> _Exercise details_: After reading the lines below, count those that contain "fails" and give the count alone.

> _Stored data_:
--- START ---

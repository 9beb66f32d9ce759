//! Realtime Client
//!
//! Consumes another relay's `/realtime` stream and folds its messages into a
//! [`PriceCache`] entry.
//!
//! Reconnects with capped exponential backoff and re-sends its subscription
//! after every connect. Only symbols in the configured set are applied; an
//! empty set applies everything.

use futures::{SinkExt, StreamExt};
use tokio::sync::mpsc;
use tokio_tungstenite::tungstenite::Message;
use tokio_util::sync::CancellationToken;
use url::Url;

use crate::application::services::{BackoffConfig, BackoffPolicy, PriceCache};
use crate::domain::pricing::SymbolSet;
use crate::domain::realtime::{ControlMessage, RealtimeMessage};
use crate::infrastructure::metrics;

// =============================================================================
// Error Type
// =============================================================================

/// Realtime client errors.
#[derive(Debug, thiserror::Error)]
pub enum RealtimeClientError {
    /// WebSocket error.
    #[error("WebSocket error: {0}")]
    WebSocket(#[from] tokio_tungstenite::tungstenite::Error),

    /// Control message could not be encoded.
    #[error("encode error: {0}")]
    Encode(#[from] serde_json::Error),

    /// Maximum reconnection attempts exceeded.
    #[error("maximum reconnection attempts exceeded")]
    MaxReconnectAttemptsExceeded,

    /// Connection closed.
    #[error("connection closed")]
    ConnectionClosed,
}

// =============================================================================
// Events
// =============================================================================

/// Events emitted by the realtime client.
#[derive(Debug, Clone, PartialEq, Eq)]
pub enum RealtimeEvent {
    /// Connected and subscription sent.
    Connected,
    /// Connection lost.
    Disconnected,
    /// Waiting before reconnect attempt `attempt`.
    Reconnecting {
        /// 1-based attempt number.
        attempt: u32,
    },
    /// A message changed `changed` symbols in the cache.
    Applied {
        /// Symbols whose quote changed.
        changed: usize,
    },
}

// =============================================================================
// Client
// =============================================================================

/// WebSocket consumer feeding a [`PriceCache`].
#[derive(Debug)]
pub struct RealtimeClient {
    url: Url,
    symbols: SymbolSet,
    cache: PriceCache,
    backoff: BackoffConfig,
    event_tx: mpsc::Sender<RealtimeEvent>,
    cancel: CancellationToken,
}

impl RealtimeClient {
    /// Create a client.
    #[must_use]
    pub const fn new(
        url: Url,
        symbols: SymbolSet,
        cache: PriceCache,
        backoff: BackoffConfig,
        event_tx: mpsc::Sender<RealtimeEvent>,
        cancel: CancellationToken,
    ) -> Self {
        Self {
            url,
            symbols,
            cache,
            backoff,
            event_tx,
            cancel,
        }
    }

    /// Symbols this client applies.
    #[must_use]
    pub const fn symbols(&self) -> &SymbolSet {
        &self.symbols
    }

    /// Run until cancelled, reconnecting on failure.
    ///
    /// # Errors
    ///
    /// Returns [`RealtimeClientError::MaxReconnectAttemptsExceeded`] when the
    /// backoff policy gives up.
    pub async fn run(self) -> Result<(), RealtimeClientError> {
        let mut backoff = BackoffPolicy::new(self.backoff.clone());

        loop {
            if self.cancel.is_cancelled() {
                tracing::info!("Realtime client cancelled");
                return Ok(());
            }

            match self.connect_and_run(&mut backoff).await {
                Ok(()) => {
                    tracing::info!("Realtime client stopped");
                    return Ok(());
                }
                Err(e) => {
                    tracing::warn!(url = %self.url, error = %e, "Realtime connection error");
                    let _ = self.event_tx.send(RealtimeEvent::Disconnected).await;

                    let Some(delay) = backoff.next_delay() else {
                        return Err(RealtimeClientError::MaxReconnectAttemptsExceeded);
                    };
                    let attempt = backoff.attempt_count();
                    metrics::record_reconnect();
                    tracing::info!(
                        attempt,
                        delay_ms = delay.as_millis(),
                        "Reconnecting to realtime stream"
                    );
                    let _ = self.event_tx.send(RealtimeEvent::Reconnecting { attempt }).await;

                    tokio::select! {
                        () = self.cancel.cancelled() => {
                            tracing::info!("Realtime client cancelled during reconnect delay");
                            return Ok(());
                        }
                        () = tokio::time::sleep(delay) => {}
                    }
                }
            }
        }
    }

    async fn connect_and_run(&self, backoff: &mut BackoffPolicy) -> Result<(), RealtimeClientError> {
        tracing::info!(url = %self.url, "Connecting to realtime stream");
        let (ws_stream, _response) = tokio_tungstenite::connect_async(self.url.as_str()).await?;
        let (mut write, mut read) = ws_stream.split();

        if !self.symbols.is_empty() {
            let subscribe = ControlMessage::Subscribe {
                symbols: self.symbols.to_vec(),
            };
            write
                .send(Message::Text(serde_json::to_string(&subscribe)?.into()))
                .await?;
        }

        backoff.reset();
        tracing::info!(symbols = %self.symbols, "Connected to realtime stream");
        let _ = self.event_tx.send(RealtimeEvent::Connected).await;

        loop {
            tokio::select! {
                () = self.cancel.cancelled() => {
                    let _ = write.send(Message::Close(None)).await;
                    return Ok(());
                }
                msg = read.next() => {
                    match msg {
                        Some(Ok(Message::Text(text))) => {
                            self.handle_text(text.as_str()).await;
                        }
                        Some(Ok(Message::Ping(data))) => {
                            write.send(Message::Pong(data)).await?;
                        }
                        Some(Ok(Message::Close(_))) | None => {
                            return Err(RealtimeClientError::ConnectionClosed);
                        }
                        Some(Ok(_)) => {}
                        Some(Err(e)) => return Err(e.into()),
                    }
                }
            }
        }
    }

    async fn handle_text(&self, text: &str) {
        let message = match serde_json::from_str::<RealtimeMessage>(text) {
            Ok(message) => message,
            Err(e) => {
                tracing::debug!(error = %e, "Ignoring malformed realtime message");
                return;
            }
        };

        let Some(message) = self.scoped(message) else {
            return;
        };
        let changed = self.cache.apply_message(&self.symbols, &message);
        if changed > 0 {
            let _ = self.event_tx.send(RealtimeEvent::Applied { changed }).await;
        }
    }

    /// Restrict a message to the configured symbols.
    fn scoped(&self, message: RealtimeMessage) -> Option<RealtimeMessage> {
        if self.symbols.is_empty() {
            return Some(message);
        }
        match message {
            RealtimeMessage::Init { prices } => Some(RealtimeMessage::Init {
                prices: prices.filtered(&self.symbols),
            }),
            RealtimeMessage::Update { symbol, quote } => self
                .symbols
                .contains(&symbol)
                .then_some(RealtimeMessage::Update { symbol, quote }),
            RealtimeMessage::Subscribed { symbols } => {
                tracing::debug!(symbols = ?symbols, "Realtime subscription acknowledged");
                None
            }
        }
    }
}
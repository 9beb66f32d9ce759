//! Health Check and Metrics Endpoint
//!
//! HTTP endpoint for health checks, upstream status reporting, and Prometheus
//! metrics. Used by container orchestrators, load balancers, and monitoring
//! systems.
//!
//! # Endpoints
//!
//! - `GET /health` - Returns JSON health status
//! - `GET /healthz` - Liveness probe (simple OK)
//! - `GET /readyz` - Readiness probe (fails while the upstream is unhealthy)
//! - `GET /metrics` - Prometheus metrics in text format
//!
//! # Status
//!
//! Derived from consecutive upstream failures seen by the gateway:
//! none is healthy, fewer than [`UNHEALTHY_AFTER_FAILURES`] is degraded.

use std::net::SocketAddr;
use std::sync::Arc;
use std::time::Instant;

use axum::{Json, Router, extract::State, http::StatusCode, response::IntoResponse, routing::get};
use chrono::{DateTime, Utc};
use serde::Serialize;
use tokio::net::TcpListener;
use tokio_util::sync::CancellationToken;

use crate::application::services::PriceCache;
use crate::infrastructure::gateway::GatewayStats;
use crate::infrastructure::metrics::get_metrics_handle;
use crate::infrastructure::realtime::SharedRealtimeHub;

/// Consecutive upstream failures after which the relay reports unhealthy.
pub const UNHEALTHY_AFTER_FAILURES: u64 = 5;

// =============================================================================
// Health Response Types
// =============================================================================

/// Health check response.
#[derive(Debug, Clone, Serialize)]
pub struct HealthResponse {
    /// Overall status: "healthy", "degraded", or "unhealthy".
    pub status: HealthStatus,
    /// Relay version.
    pub version: String,
    /// Server uptime in seconds.
    pub uptime_secs: u64,
    /// Current time.
    pub current_time: DateTime<Utc>,
    /// Upstream status as seen by the gateway.
    pub upstream: UpstreamStatus,
    /// Realtime channel statistics.
    pub realtime: RealtimeStatus,
    /// Price cache statistics.
    pub cache: CacheStatus,
}

/// Overall health status.
#[derive(Debug, Clone, Copy, PartialEq, Eq, Serialize)]
#[serde(rename_all = "lowercase")]
pub enum HealthStatus {
    /// Upstream answering.
    Healthy,
    /// Recent upstream failures.
    Degraded,
    /// Upstream failing persistently.
    Unhealthy,
}

/// Upstream status.
#[derive(Debug, Clone, Serialize)]
pub struct UpstreamStatus {
    /// Gateway requests handled.
    pub requests: u64,
    /// Requests answered with prices.
    pub successes: u64,
    /// Requests failed by the upstream.
    pub failures: u64,
    /// Upstream failures since the last success.
    pub consecutive_failures: u64,
    /// Last successful upstream call.
    pub last_success: Option<DateTime<Utc>>,
}

/// Realtime channel statistics.
#[derive(Debug, Clone, Serialize)]
pub struct RealtimeStatus {
    /// Connected WebSocket clients.
    pub clients: usize,
    /// Symbols named by client filters.
    pub watched_symbols: usize,
    /// Symbols with a known quote.
    pub known_symbols: usize,
    /// Updates published since start.
    pub published: u64,
}

/// Price cache statistics.
#[derive(Debug, Clone, Serialize)]
pub struct CacheStatus {
    /// Cached symbol sets.
    pub entries: usize,
    /// Fetches in flight.
    pub in_flight: usize,
}

// =============================================================================
// Health Server State
// =============================================================================

/// Shared state for the health server.
pub struct HealthServerState {
    version: String,
    started_at: Instant,
    gateway: Arc<GatewayStats>,
    cache: PriceCache,
    hub: SharedRealtimeHub,
}

impl HealthServerState {
    /// Create new health server state.
    #[must_use]
    pub fn new(
        version: String,
        gateway: Arc<GatewayStats>,
        cache: PriceCache,
        hub: SharedRealtimeHub,
    ) -> Self {
        Self {
            version,
            started_at: Instant::now(),
            gateway,
            cache,
            hub,
        }
    }
}

// =============================================================================
// Health Server
// =============================================================================

/// Health check HTTP server.
pub struct HealthServer {
    port: u16,
    state: Arc<HealthServerState>,
    cancel: CancellationToken,
}

impl HealthServer {
    /// Create a new health server.
    #[must_use]
    pub const fn new(port: u16, state: Arc<HealthServerState>, cancel: CancellationToken) -> Self {
        Self {
            port,
            state,
            cancel,
        }
    }

    /// Run the health server until cancelled.
    ///
    /// # Errors
    ///
    /// Returns `HealthServerError` if binding fails or the HTTP server
    /// encounters a fatal error while running.
    pub async fn run(self) -> Result<(), HealthServerError> {
        let app = router(self.state);

        let addr = SocketAddr::from(([0, 0, 0, 0], self.port));
        let listener = TcpListener::bind(addr)
            .await
            .map_err(|e| HealthServerError::BindFailed(self.port, e.to_string()))?;

        tracing::info!(port = self.port, "Health server listening");

        axum::serve(listener, app)
            .with_graceful_shutdown(self.cancel.cancelled_owned())
            .await
            .map_err(|e| HealthServerError::ServerFailed(e.to_string()))?;

        tracing::info!("Health server stopped");
        Ok(())
    }
}

/// Health routes over `state`.
pub fn router(state: Arc<HealthServerState>) -> Router {
    Router::new()
        .route("/health", get(health_handler))
        .route("/healthz", get(liveness_handler))
        .route("/readyz", get(readiness_handler))
        .route("/metrics", get(metrics_handler))
        .with_state(state)
}

// =============================================================================
// HTTP Handlers
// =============================================================================

async fn health_handler(State(state): State<Arc<HealthServerState>>) -> impl IntoResponse {
    let response = build_health_response(&state);
    let status_code = match response.status {
        HealthStatus::Healthy | HealthStatus::Degraded => StatusCode::OK,
        HealthStatus::Unhealthy => StatusCode::SERVICE_UNAVAILABLE,
    };
    (status_code, Json(response))
}

async fn liveness_handler() -> impl IntoResponse {
    (StatusCode::OK, "OK")
}

async fn readiness_handler(State(state): State<Arc<HealthServerState>>) -> impl IntoResponse {
    match determine_health_status(state.gateway.consecutive_failures()) {
        HealthStatus::Healthy | HealthStatus::Degraded => (StatusCode::OK, "READY"),
        HealthStatus::Unhealthy => (StatusCode::SERVICE_UNAVAILABLE, "NOT READY"),
    }
}

async fn metrics_handler() -> impl IntoResponse {
    get_metrics_handle().map_or_else(
        || {
            (
                StatusCode::SERVICE_UNAVAILABLE,
                [("content-type", "text/plain")],
                "Metrics not initialized".to_string(),
            )
        },
        |handle| {
            let body = handle.render();
            (
                StatusCode::OK,
                [("content-type", "text/plain; version=0.0.4; charset=utf-8")],
                body,
            )
        },
    )
}

fn build_health_response(state: &HealthServerState) -> HealthResponse {
    let gateway = &state.gateway;
    let consecutive_failures = gateway.consecutive_failures();
    let realtime = state.hub.stats();
    let cache = state.cache.stats();

    HealthResponse {
        status: determine_health_status(consecutive_failures),
        version: state.version.clone(),
        uptime_secs: state.started_at.elapsed().as_secs(),
        current_time: Utc::now(),
        upstream: UpstreamStatus {
            requests: gateway.requests(),
            successes: gateway.successes(),
            failures: gateway.upstream_failures(),
            consecutive_failures,
            last_success: gateway.last_success(),
        },
        realtime: RealtimeStatus {
            clients: realtime.clients,
            watched_symbols: realtime.watched_symbols,
            known_symbols: realtime.known_symbols,
            published: realtime.published,
        },
        cache: CacheStatus {
            entries: cache.entries,
            in_flight: cache.in_flight,
        },
    }
}

const fn determine_health_status(consecutive_failures: u64) -> HealthStatus {
    match consecutive_failures {
        0 => HealthStatus::Healthy,
        n if n < UNHEALTHY_AFTER_FAILURES => HealthStatus::Degraded,
        _ => HealthStatus::Unhealthy,
    }
}

// =============================================================================
// Errors
// =============================================================================

/// Health server errors.
#[derive(Debug, thiserror::Error)]
pub enum HealthServerError {
    /// Failed to bind to port.
    #[error("failed to bind to port {0}: {1}")]
    BindFailed(u16, String),

    /// Server error.
    #[error("server error: {0}")]
    ServerFailed(String),
}

// =============================================================================
// Tests
// =============================================================================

--- END ---

> _Exercise response_: 2